An extra step toward extra protection
In 2013, 43% of companies had data breaches in which hackers stole information. 2-factor, or 2-step verification puts up a second barricade between your password and your account. The process requires something you have (such as a credit card or phone) and something you know (maybe a PIN, site key, or specific answer) and/or something you are (fingerprint, retina recognition or other biometric information).
You already use this process in many everyday tasks. When you swipe your credit card sometimes you’re asked to input your zip code. Many tablet and mobile phone users require fingerprint recognition or a passcode in order to use the device. These added steps prove that you actually have the credentials to access that account and aren’t a robot or thief. Taking that extra step might seem like an inconvenience… until you experience having your credit card or bank account broken into or social security number stolen.

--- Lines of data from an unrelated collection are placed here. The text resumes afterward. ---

//! routes/ws.rs — one persistent WebSocket per room member. The socket is
//! addressed to a room at connect time and pumps in both directions:
//! inbound frames become hub actions, hub broadcasts become outbound
//! state pushes. Malformed inbound traffic is dropped without closing the
//! connection.
use std::sync::Arc;

use axum::{
    Router,
    routing::get,
    response::IntoResponse,
    extract::{
        ws::{Message, WebSocket, WebSocketUpgrade},
        Extension, Query,
    },
};
use futures_util::{SinkExt, StreamExt};
use serde::Deserialize;
use tokio::sync::broadcast::error::RecvError;
use uuid::Uuid;

use crate::{
    config::Config,
    error::{AppErr, AppResult},
    hub::SyncHub,
    protocol::ClientMsg,
    utils::jwt,
};

#[derive(Deserialize)] struct WsQuery { room: Option<String>, token: String }

pub fn router() -> Router {
    Router::new().route("/room", get(ws_handler))
}

async fn ws_handler(
    ws: WebSocketUpgrade,
    Query(q): Query<WsQuery>,
    Extension(cfg): Extension<Arc<Config>>,
    Extension(hub): Extension<SyncHub>,
) -> AppResult<impl IntoResponse> {
    let claims = jwt::verify(&q.token, &cfg.jwt_secret)
        .ok_or_else(|| AppErr::Unauthorized("bad token".into()))?;
    let room = q.room.unwrap_or_else(|| "lobby".into());
    Ok(ws.on_upgrade(move |sock| member_ws(sock, room, claims.sub, hub)))
}

/* ---------------- per member ---------------- */
async fn member_ws(sock: WebSocket, room: String, uid: String, hub: SyncHub) {
    let conn_id = Uuid::new_v4();
    let (initial, mut rx) = match hub.join(&room, conn_id).await {
        Ok(joined) => joined,
        Err(e) => {
            tracing::error!(%room, %uid, error = %e, "join failed");
            return;
        }
    };
    let members = hub.registry().member_count(&room).await;
    tracing::info!(%room, %uid, members, "member joined");

    let (mut sink, mut stream) = sock.split();

    // New joiners see truth immediately, before any action arrives.
    let pushed = match serde_json::to_string(&initial) {
        Ok(payload) => sink.send(Message::Text(payload)).await.is_ok(),
        Err(_) => false,
    };
    if !pushed {
        hub.leave(&room, conn_id).await;
        return;
    }

    loop {
        tokio::select! {
            inbound = stream.next() => match inbound {
                Some(Ok(Message::Text(raw))) => match serde_json::from_str::<ClientMsg>(&raw) {
                    Ok(ClientMsg::Action(action)) => {
                        // Storage failure is fatal for this action only; no
                        // retry — the next action or periodic sync heals.
                        if let Err(e) = hub.apply(&room, &action).await {
                            tracing::error!(%room, error = %e, "action failed");
                        }
                    }
                    // Unrecognized shapes are dropped, connection stays open.
                    Err(_) => {}
                },
                Some(Ok(Message::Close(_))) | None => break,
                Some(Ok(_)) => {} // ping/pong/binary
                Some(Err(_)) => break,
            },
            outbound = rx.recv() => match outbound {
                Ok(payload) => {
                    if sink.send(Message::Text(payload)).await.is_err() {
                        break;
                    }
                }
                // Fell behind the broadcast channel: skip the missed
                // snapshots, the next one carries full truth.
                Err(RecvError::Lagged(missed)) => {
                    tracing::warn!(%room, missed, "member lagged behind broadcasts");
                }
                Err(RecvError::Closed) => break,
            },
        }
    }

    hub.leave(&room, conn_id).await;
    tracing::info!(%room, %uid, "member left");
}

Protecting all your accounts
Most major email providers offer 2FA, so if you aren’t using it, check into it. Banks also typically offer free 2FA. Your social media and cloud storage accounts should also be doubly protected. To see which of your online accounts support 2FA, search the Two Factor Authority list.
Don’t confuse computer security software with online account security. Cyber insurance will help you recover your losses. But once your personal information such as social security number, photos, address book and medical information are stolen, you can’t get that back. Frequent changing of passwords and incorporating 2-step verification wherever you can are two small steps you can take to stay one step ahead of cyber criminals.